2. Thinking with your feelings. These negative thoughts occur when you have a feeling about something and you assume your feeling is correct. Feelings are complex and are often rooted in powerful memories from the past. Feelings, like thoughts, can lie too. These thoughts usually begin with the words “I feel.” For example:

I feel like a failure.

I feel God has abandoned me.

I feel hungry and must eat or I will get sick.

Whenever you have a strong negative feeling, check it out. Look for the evidence behind the feeling. Is it based on events or experiences from the past?

3. Predicting the future. Predicting the worst in a situation causes an immediate sense of anxiety, which can trigger cravings for sugar or refined carbs and make you feel that you need to eat to calm your nerves. What makes future-telling thoughts so toxic is that your mind tends to make happen what it sees.

Healthy food will be expensive, taste like cardboard, and won’t fill me up.

I can’t change my habits for the long term.

My spouse or my kids will never do this with me.
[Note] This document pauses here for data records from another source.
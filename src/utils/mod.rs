// Utility functions and helpers
//
// This module provides the pluggable decompressors, declared-length I/O helpers
// and the key folding shared by the index and the lookups.

pub mod io_utils;
pub mod key_fold;
pub mod compression;

pub use io_utils::{read_at, read_exact_to_vec, stream_len};
pub use key_fold::KeyFolding;
pub use compression::{decompress, get_decompressor, CompressionMethod};
// Archive access
//
// This module provides the archive facade, the lazily resolved entries returned by
// prefix lookups and iteration, and the options an archive is opened with.

pub mod archive;
pub mod entry;
pub mod options;

pub use archive::Archive;
pub use entry::{EntryIter, EntryRef, RecordValue};
pub use options::ArchiveOptions;
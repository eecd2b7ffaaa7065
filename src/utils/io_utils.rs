//! I/O helpers for reading declared-length sections from a byte source.
//!
//! Every section of an archive announces its size before its bytes. These helpers
//! read exactly that many bytes and report a short source as
//! [`MdictError::TruncatedBlock`] carrying both the declared and the available count.

use std::io::{Read, Seek, SeekFrom};

use crate::{MdictError, Result};

/// Upper bound for buffer preallocation; larger sections grow while reading.
const MAX_PREALLOC: usize = 1 << 20;

/// Reads exactly `len` bytes, failing with `TruncatedBlock` if the source ends early.
pub fn read_exact_to_vec<R: Read>(reader: &mut R, len: usize) -> Result<Vec<u8>> {
    let mut buf = Vec::with_capacity(len.min(MAX_PREALLOC));
    reader.take(len as u64).read_to_end(&mut buf)?;
    if buf.len() != len {
        return Err(MdictError::truncated_block(len as u64, buf.len() as u64));
    }
    Ok(buf)
}

/// Reads `len` bytes starting at absolute position `offset`.
pub fn read_at<R: Read + Seek>(reader: &mut R, offset: u64, len: usize) -> Result<Vec<u8>> {
    reader.seek(SeekFrom::Start(offset))?;
    read_exact_to_vec(reader, len)
}

/// Total length of a seekable source. The cursor position is preserved.
pub fn stream_len<R: Seek>(reader: &mut R) -> Result<u64> {
    let pos = reader.stream_position()?;
    let len = reader.seek(SeekFrom::End(0))?;
    if pos != len {
        reader.seek(SeekFrom::Start(pos))?;
    }
    Ok(len)
}

/// Converts a declared 64-bit size into `usize`, rejecting values this platform cannot
/// allocate.
pub fn to_usize(value: u64, what: &str) -> Result<usize> {
    usize::try_from(value).map_err(|_| MdictError::corrupt_block(format!("{} too large: {}", what, value)))
}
4. Blame. When you blame something or someone else for the problems in your life, you become a victim of circumstances, as though you can’t do anything to change your situation. Blaming thoughts can keep you unhealthy and unhappy. Be honest and ask yourself if you have a tendency to say things such as …

“It’s your fault I’m out of shape because you won’t exercise with me.”

“It’s not my fault I eat too much; my mom taught me to clean my plate.”

“If restaurants didn’t give such big servings, I wouldn’t be so overweight.”

One of the participants of The Daniel Plan said he was fat because everyone in his family was overweight. It was just his genetics. “Is that true?” we asked. “This really doesn’t have anything to do with how much you eat?” He paused and said, “No, it’s really not true. In fact, not all my siblings are overweight.”

Whenever you begin a sentence with “It’s your fault that I …,” it can ruin your life. These thoughts make you a victim. And when you’re a victim, you become powerless to change your behavior.

5. Denial. These thoughts prevent you from seeing the truth.

I have plenty of time to work on getting healthy.

If I don’t buy sugar cereals, my kids won’t eat breakfast in the morning.

I can stop alcohol anytime I want. I just don’t want to quit.

I only overeat when I’m stressed, not every day.

Now it’s time to learn how to develop a little mental discipline and turn your negative thinking patterns into positive, accurate, healthy thinking, similar to how we encouraged you with spiritual discipline in chapter 3. We want you to learn how to discipline your thoughts to be honest and helpful. A 2010 study found that a twelve-week program designed to change thinking patterns helps binge eaters stop their negative eating behaviors.

6. Focusing on the negative. Many people are masterful in finding something negative to say about any situation. This negative cognition takes a positive experience and taints it.

I wanted to lose thirty pounds in ten weeks, but I have only lost eight pounds. I’m a complete failure.

I went to the gym and did a hard workout, but the guy on the bike next to me was talking the whole time, so I’m never going back there.

I started eating two servings of vegetables a day, but I should be eating five for optimal health, so why bother?

Putting a positive spin on your thoughts leads to positive changes in your brain that will help you stick with healthier choices. For example, here’s how you could think about these same situations:

I have already lost eight pounds and have changed my lifestyle, so I will continue to lose weight until I reach my goal of losing thirty pounds.

After working out, I had a lot more energy for the rest of the day.

Eating two servings of vegetables a day is better than none.

Whenever you feel sad, mad, nervous, or out of control, identify which of the ten types of the negative thoughts you are engaging in. Challenge the negative thoughts by finding and stating the truth. This takes away their power and gives you control over your thoughts, moods, and behaviors.